What is the role of new technologies when it comes to the fight for freedom, at least online?
You know, I don’t pretend to be an expert in tech. But I’m more you know, just on the philosophy side — why I believe it is necessary. Because technology is a tool. Technology is agnostic. It’s how we use it. So I think we’ve reached the point where we have to embrace every technology that empowers individuals.
Even if we have negative elements of technology: because oh, like Bitcoin
I feel like it [”crypto”] is a part of the global fight for empowered individuals and we’re not only talking about the terrorist agenda of dictators and terrorists and all sorts of authoritarians.
We have to look with great caution on our own governments — they are benign, it’s not cancer, but every government is trying to gain more space at our expense.
And that’s why when you look at the big investors and top government officials like the Fed ,they always have negative comments about Bitcoin, because they understand it’s taking away their power, the power to control not only macroeconomics, but basically control our pockets.
They print more money and you know, our savings are devalued. And all of a sudden, there is something that is based in math, something that is based on technology that offers equal opportunity to you and to me and Warren Buffett.
What are some projects the Human Rights Foundation is working on?
For instance for Belarus, for the protests in Belarus. We raised a significant amount of money, around $5 million. […] We raised over $1 million through HRF, and overall it was about $5 million. Again, it’s relatively small, in Ukraine you’re talking about millions of dollars, but it’s a much bigger scale.

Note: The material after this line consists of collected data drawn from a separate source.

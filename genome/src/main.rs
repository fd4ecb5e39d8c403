//! Express, mutate and list project genes.
//!
//! The genome comes from `genome.toml` (or whatever `.genome/config.toml`
//! points at); expressed genes are recorded in `expressed-genes.json`.

use std::path::PathBuf;

use anyhow::Result;
use clap::{Parser, Subcommand};
use genome::{cli, exit_codes, logging};

#[derive(Parser)]
#[command(name = "genome", version, about = "Express and mutate reusable project genes")]
struct Cli {
    #[command(subcommand)]
    command: Command,
}

#[derive(Subcommand)]
enum Command {
    /// Run a gene's expression actions in PATH and record it.
    Express {
        /// Gene name, e.g. `acme/skeleton`.
        gene: String,
        /// Target directory (created if missing).
        path: PathBuf,
    },
    /// Run the mutation actions of every expressed gene.
    Mutate,
    /// List the known genes.
    Genes,
}

fn main() {
    logging::init();
    match run() {
        Ok(code) => std::process::exit(code),
        Err(err) => {
            eprintln!("{:#}", err);
            std::process::exit(exit_codes::FAILED);
        }
    }
}

fn run() -> Result<i32> {
    let cli = Cli::parse();
    let root = std::env::current_dir()?;
    match cli.command {
        Command::Express { gene, path } => cli::express(&root, &gene, &path),
        Command::Mutate => cli::mutate(&root),
        Command::Genes => cli::genes(&root),
    }
}
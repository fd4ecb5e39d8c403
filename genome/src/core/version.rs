//! Stability classification and ordering of published package versions.
//!
//! Follows Composer's conventions: the stability is read off the version
//! string's modifier (`-beta2`, `RC1`, `-dev`, ...), and versions are compared
//! on up to four numeric components followed by the modifier.

use std::cmp::Ordering;
use std::sync::LazyLock;

use regex::Regex;

static MODIFIER_RE: LazyLock<Regex> = LazyLock::new(|| {
    Regex::new(
        r"(?i)[._-]?(?:(stable|beta|b|rc|alpha|a|patch|pl|p)((?:[.-]?\d+)*)?)?([.-]?dev)?(?:\+.*)?$",
    )
    .unwrap()
});

static VERSION_RE: LazyLock<Regex> = LazyLock::new(|| {
    Regex::new(
        r"(?i)^v?(\d+)(?:\.(\d+))?(?:\.(\d+))?(?:\.(\d+))?(?:[._-]?(stable|beta|b|rc|alpha|a|patch|pl|p)[.-]?(\d+)?)?(?:\+.*)?$",
    )
    .unwrap()
});

#[derive(Debug, Clone, Copy, PartialEq, Eq)]
pub enum Stability {
    Stable,
    Rc,
    Beta,
    Alpha,
    Dev,
}

impl Stability {
    /// Classify a raw version string.
    pub fn of(version: &str) -> Self {
        let version = version.split('#').next().unwrap_or_default();
        let lowered = version.to_ascii_lowercase();
        if lowered.starts_with("dev-") || lowered.ends_with("-dev") {
            return Self::Dev;
        }
        let Some(caps) = MODIFIER_RE.captures(&lowered) else {
            return Self::Stable;
        };
        if caps.get(3).is_some_and(|m| !m.as_str().is_empty()) {
            return Self::Dev;
        }
        match caps.get(1).map(|m| m.as_str()) {
            Some("beta" | "b") => Self::Beta,
            Some("alpha" | "a") => Self::Alpha,
            Some("rc") => Self::Rc,
            _ => Self::Stable,
        }
    }

    pub fn is_stable(self) -> bool {
        self == Self::Stable
    }
}

/// A parsed, comparable version. Keeps the original string for lookups.
#[derive(Debug, Clone)]
pub struct Version {
    raw: String,
    numbers: [u64; 4],
    modifier: i8,
    modifier_number: u64,
}

impl Version {
    /// Parse a version string; `None` when it is not a numbered release
    /// (branches, dates with letters, ...).
    pub fn parse(raw: &str) -> Option<Self> {
        let caps = VERSION_RE.captures(raw.trim())?;
        let mut numbers = [0u64; 4];
        for (slot, group) in numbers.iter_mut().zip(1..=4) {
            if let Some(m) = caps.get(group) {
                *slot = m.as_str().parse().ok()?;
            }
        }
        let modifier = caps
            .get(5)
            .map(|m| modifier_rank(&m.as_str().to_ascii_lowercase()))
            .unwrap_or(0);
        let modifier_number = match caps.get(6) {
            Some(m) => m.as_str().parse().ok()?,
            None => 0,
        };
        Some(Self {
            raw: raw.to_string(),
            numbers,
            modifier,
            modifier_number,
        })
    }

    pub fn as_str(&self) -> &str {
        &self.raw
    }

    fn key(&self) -> ([u64; 4], i8, u64) {
        (self.numbers, self.modifier, self.modifier_number)
    }
}

fn modifier_rank(modifier: &str) -> i8 {
    match modifier {
        "alpha" | "a" => -3,
        "beta" | "b" => -2,
        "rc" => -1,
        "patch" | "pl" | "p" => 1,
        _ => 0,
    }
}

impl PartialEq for Version {
    fn eq(&self, other: &Self) -> bool {
        self.key() == other.key()
    }
}

impl Eq for Version {}

impl PartialOrd for Version {
    fn partial_cmp(&self, other: &Self) -> Option<Ordering> {
        Some(self.cmp(other))
    }
}

impl Ord for Version {
    fn cmp(&self, other: &Self) -> Ordering {
        self.key().cmp(&other.key())
    }
}

/// Sort parseable versions highest first, dropping the ones that don't parse.
pub fn sort_descending<'a, I>(versions: I) -> Vec<Version>
where
    I: IntoIterator<Item = &'a str>,
{
    let mut parsed: Vec<Version> = versions.into_iter().filter_map(Version::parse).collect();
    parsed.sort_by(|a, b| b.cmp(a));
    parsed
}

/// Highest parseable version.
pub fn latest<'a, I>(versions: I) -> Option<Version>
where
    I: IntoIterator<Item = &'a str>,
{
    sort_descending(versions).into_iter().next()
}
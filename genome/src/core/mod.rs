//! Pure data model: genes, the genome and version ranking.
//!
//! Core modules perform no I/O. A deferred genome pulls from whatever lazy
//! sequence it was given, but the sequence itself is built elsewhere.

pub mod gene;
pub mod genome;
pub mod version;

But the idea is there. People have new means to support good causes. […] We never stop working. You can look at the latest initiatives, one of them, we are supporting Afghan women, doing educational projects in Afghanistan today, this is one of them. Some of them are smaller, some of them are much bigger.
What do you think about central bank digital currencies like the e-CNY/digital Yuan or the digital dollar?
Digital currency, you know, must be decentralized. Otherwise, it’s not a digital currency the way we understand it. There will be attempts, not only from China to actually to take it to put it under control, but that — they go against the tide.
The Chinese — there’s an old saying, who is smarter than Prince Talleyrand? (the foreign minister who served both the French monarchy and Napoleon I, and whose name has become a symbol of shrewd yet cynical diplomacy). The whole world. […]Yes, China is powerful, the Chinese is powerful, but they are fighting the world.
They are fighting the winds of history. And this is not the wisdom of the crowd or the money of the crowd. Eventually the sheer numbers will be on this side. My daughter, she will be 16 in three months. So you know, let’s say five years from now she’ll be 21. My son will be 12.
And I mean to them, crypto will be even more natural than that. What is the dollar? I mean, it’s disappearing cash. So you’re talking about online payments, payments made by credit cards. So we are already moving in this direction.
So the idea of dollar, this becomes more and more vague. So they understand that payments are digital, and I think it’s for them the transition from dollar into crypto will be I think very natural.
And I think it’ll be such a powerful push. What it will come from, it’s America or even from within China or African countries or Europe. There will be more and more younger people just not willing to to lease our rights, sovereign rights, to control our money to unelected officials.